It is interesting that you have to go to what I generally/broadly consider the left to find any news of H-1B visa scam news. You won’t find articles like this in The Wall Street Journal or the Dallas Morning News. (I don’t consider the Dallas Morning News left or right, they are just in favor of whatever government program benefits the region, they have no principals.)
I just went around the web this morning to take a look at this, given this Slate post several sites have linked to.
From the Boston Globe: Rethinking H-1B Visas
From The Daily Kos: H-1B Guest Worker Fraud and the Lacking Skills Scam
From the Democratic Underground: 41 Disqualified H-1B Employers
From the Times of India: 41 Disqualified H-1B Employers (Warning: Slide Show)
From the Economic Times: Indian American company indicted for misuse of H-1B visa
Those last two links are their because it demonstrates that Indians know the score. They see the H-1B visa scam as an entry to the U.S.
The Slate writer makes fun of the tech workers that don’t want an expansion of the H-1B program. Slate links to this article from The Verge which is sympathetic to the plight of American IT workers:
The largest employers of H1-B workers aren’t firms like Facebook and Microsoft, they are actually outsourcing companies like Infosys, Tata, and Wipro.
But you know what? Those workers for the Indian companies Infosys, Tata and Wipro are contracted out to Microsoft, Facebook and others. Also, how does an Indian company get to set up shop in the U.S. and then issue H-1B visas to Indian? Why don’t they just work with Indians in India. I know of this thing called the Internet that allows software workers to be anyplace in the world. It’s pretty cool this Internet thing. It is most useful when working with virtual products such as software.
But the real abuses of the H-1B visa program are at the smaller companies like Dibon Solutions mentioned in the Boston Globe and Economic Times article above. While the company was indicted for the practice of “benching,” these lower level companies often do something that is worse. (You won’t find mention of Dibon Solutions in the Dallas Morning News. This goes to my opinion above about the DMN being in favor of whatever benefits this area. There are many companies in this area hiring H-1B workers. Some of them quite large and, of course, they could be possible advertisers in the DMN.)
The are many companies in the H-1B business, called body shops, that operate as temp agencies. They bring a worker to the U.S. and then they farm them out to other companies on an hourly rate. If they are idle, they don’t get paid. Hence the term benching. What is never mentioned is that the workers are often charged on the front end a substantial fee to get the H-1B visa in the first place.
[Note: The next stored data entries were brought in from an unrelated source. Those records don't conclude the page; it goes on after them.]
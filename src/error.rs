use std::io::{self, Read};
use std::path::{Path, PathBuf};

#[derive(Debug, thiserror::Error)]
pub enum Error {
    #[error("essay text is empty")]
    EmptyText,

    #[error("essay theme is empty")]
    EmptyTheme,

    #[error("failed to read {}: {source}", path.display())]
    Read {
        path: PathBuf,
        #[source]
        source: io::Error,
    },

    #[error("failed to read stdin: {0}")]
    Stdin(#[source] io::Error),

    #[error("invalid input document: {0}")]
    InvalidInput(#[from] serde_json::Error),
}

pub type Result<T> = std::result::Result<T, Error>;

pub fn read_input_file(path: &Path) -> Result<String> {
    std::fs::read_to_string(path).map_err(|source| Error::Read {
        path: path.to_path_buf(),
        source,
    })
}

pub fn read_stdin() -> Result<String> {
    let mut input = String::new();
    io::stdin()
        .read_to_string(&mut input)
        .map_err(Error::Stdin)?;
    Ok(input)
}

#[cfg(test)]
mod tests {
    use super::*;

    #[test]
    fn missing_file_names_the_path() {
        let err = read_input_file(Path::new("/nonexistent/redacao.txt")).unwrap_err();
        assert!(matches!(err, Error::Read { .. }));
        assert!(err.to_string().contains("/nonexistent/redacao.txt"));
    }
}
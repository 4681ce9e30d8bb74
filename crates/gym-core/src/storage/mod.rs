//! Durable local store.
//!
//! One SQLite connection behind a mutex: every mutation runs in a single
//! transaction that also appends its pending operations, so the local state
//! and the sync queue can never disagree.

mod catalog;
mod inventory;
pub(crate) mod queue;
mod subscribers;

use chrono::{DateTime, Utc};
use rusqlite::{params, Connection, OptionalExtension, Row};
use serde::{de::DeserializeOwned, Serialize};
use std::path::Path;
use std::sync::{Mutex, MutexGuard};

use crate::error::{Error, Result};

const SCHEMA: &str = "
CREATE TABLE IF NOT EXISTS subscribers (
    id BLOB PRIMARY KEY,
    name TEXT NOT NULL,
    age INTEGER,
    weight REAL,
    height REAL,
    phone TEXT,
    notes TEXT,
    created_at TEXT NOT NULL,
    updated_at TEXT NOT NULL
);
CREATE TABLE IF NOT EXISTS plan_groups (
    subscriber_id BLOB NOT NULL,
    plan TEXT NOT NULL,
    position INTEGER NOT NULL,
    title TEXT NOT NULL,
    items TEXT NOT NULL,
    PRIMARY KEY (subscriber_id, plan, position)
);
CREATE TABLE IF NOT EXISTS products (
    id BLOB PRIMARY KEY,
    name TEXT NOT NULL,
    quantity INTEGER NOT NULL CHECK (quantity >= 0),
    price REAL NOT NULL,
    category TEXT,
    description TEXT,
    created_at TEXT NOT NULL,
    updated_at TEXT NOT NULL
);
CREATE TABLE IF NOT EXISTS sales (
    id BLOB PRIMARY KEY,
    buyer_name TEXT NOT NULL,
    product_id BLOB NOT NULL,
    product_name TEXT NOT NULL,
    quantity INTEGER NOT NULL,
    unit_price REAL NOT NULL,
    total_price REAL NOT NULL,
    notes TEXT,
    created_at TEXT NOT NULL
);
CREATE TABLE IF NOT EXISTS course_points (
    id BLOB PRIMARY KEY,
    name TEXT NOT NULL,
    description TEXT,
    created_at TEXT NOT NULL
);
CREATE TABLE IF NOT EXISTS diet_items (
    id BLOB PRIMARY KEY,
    name TEXT NOT NULL,
    description TEXT,
    created_at TEXT NOT NULL
);
CREATE TABLE IF NOT EXISTS pending_operations (
    seq INTEGER PRIMARY KEY AUTOINCREMENT,
    op_id BLOB NOT NULL UNIQUE,
    kind TEXT NOT NULL,
    entity TEXT NOT NULL,
    entity_id BLOB NOT NULL,
    payload TEXT,
    queued_at TEXT NOT NULL
);
CREATE TABLE IF NOT EXISTS sync_meta (
    key TEXT PRIMARY KEY,
    value TEXT NOT NULL
);
";

const TABLES: [&str; 8] = [
    "subscribers",
    "plan_groups",
    "products",
    "sales",
    "course_points",
    "diet_items",
    "pending_operations",
    "sync_meta",
];

const LAST_SYNC_KEY: &str = "last_sync_at";

/// Local SQLite store used by the data-access layer
pub struct LocalStore {
    conn: Mutex<Connection>,
}

/// Number of stored records per entity
#[derive(Debug, Clone, Copy, Default, PartialEq, Eq, Serialize, serde::Deserialize)]
pub struct EntityCounts {
    pub subscribers: u64,
    pub products: u64,
    pub sales: u64,
    pub course_points: u64,
    pub diet_items: u64,
}

impl EntityCounts {
    pub fn total(&self) -> u64 {
        self.subscribers + self.products + self.sales + self.course_points + self.diet_items
    }
}

impl LocalStore {
    /// Open the database at the given path and initialize tables if needed
    pub fn open(path: &Path) -> Result<Self> {
        if let Some(parent) = path.parent() {
            std::fs::create_dir_all(parent)?;
        }
        let conn = Connection::open(path)?;
        conn.pragma_update(None, "journal_mode", "WAL")?;
        tracing::debug!("opened local store at {}", path.display());
        Self::with_connection(conn)
    }

    /// Volatile store, used by tests and dry runs
    pub fn open_in_memory() -> Result<Self> {
        Self::with_connection(Connection::open_in_memory()?)
    }

    fn with_connection(conn: Connection) -> Result<Self> {
        conn.execute_batch(SCHEMA)?;
        Ok(Self {
            conn: Mutex::new(conn),
        })
    }

    pub(crate) fn conn(&self) -> Result<MutexGuard<'_, Connection>> {
        self.conn.lock().map_err(|_| Error::StorePoisoned)
    }

    /// Whether every table the data layer needs exists
    pub fn schema_ready(&self) -> Result<bool> {
        let conn = self.conn()?;
        let mut stmt =
            conn.prepare("SELECT COUNT(*) FROM sqlite_master WHERE type = 'table' AND name = ?1")?;
        for table in TABLES {
            let found: i64 = stmt.query_row([table], |row| row.get(0))?;
            if found == 0 {
                return Ok(false);
            }
        }
        Ok(true)
    }

    pub fn counts(&self) -> Result<EntityCounts> {
        let conn = self.conn()?;
        let count = |table: &str| -> Result<u64> {
            let n: i64 = conn.query_row(&format!("SELECT COUNT(*) FROM {table}"), [], |row| {
                row.get(0)
            })?;
            Ok(n as u64)
        };
        Ok(EntityCounts {
            subscribers: count("subscribers")?,
            products: count("products")?,
            sales: count("sales")?,
            course_points: count("course_points")?,
            diet_items: count("diet_items")?,
        })
    }

    pub fn last_sync_time(&self) -> Result<Option<DateTime<Utc>>> {
        let conn = self.conn()?;
        let value: Option<String> = conn
            .query_row(
                "SELECT value FROM sync_meta WHERE key = ?1",
                [LAST_SYNC_KEY],
                |row| row.get(0),
            )
            .optional()?;
        Ok(value
            .and_then(|v| DateTime::parse_from_rfc3339(&v).ok())
            .map(|t| t.with_timezone(&Utc)))
    }

    pub fn set_last_sync_time(&self, at: DateTime<Utc>) -> Result<()> {
        let conn = self.conn()?;
        conn.execute(
            "INSERT INTO sync_meta (key, value) VALUES (?1, ?2)
             ON CONFLICT(key) DO UPDATE SET value = excluded.value",
            params![LAST_SYNC_KEY, at.to_rfc3339()],
        )?;
        Ok(())
    }
}

/// Read a JSON-encoded TEXT column
pub(crate) fn json_column<T: DeserializeOwned>(row: &Row<'_>, idx: usize) -> rusqlite::Result<T> {
    let text: String = row.get(idx)?;
    serde_json::from_str(&text).map_err(|e| {
        rusqlite::Error::FromSqlConversionFailure(idx, rusqlite::types::Type::Text, Box::new(e))
    })
}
That’s right a body shop will charge the worker a fee to come to the U.S. and then only employ and pay them sporadically. Eventually, if everything goes right for the worker, he’ll (and it’s always a he) get a “permanent” assignment with a U.S. company. It might take one or two years, but that is considered a success. Also, if anybody cares, the corporate manager that hires this H-1B visa worker into the U.S. company is always of the same “ethnic” group and collects a fee in direct violation of his corporate policies.
I’m sure there are some people in India, that come out of ITT, that are really, really smart and U.S. tech companies pay them a lot of money to come here to work for them. These people are not the ones that concern me. The ones that concern me are the workers that come through these body shops. The only reason that the system they employ to come to the U.S. works at all is because they are willing to work for less money than the typical U.S. worker. There is no other reason.
Just as with the low skilled workers that come from the South depressing wages from everybody else as the effects ripple through the economy, so do these supposedly skilled workers depress the wages and opportunities for tech and other middle class workers.
We do not have a shortage of STEM workers in this country. We have companies trying to lower their costs through looser immigration policies. It is that simple.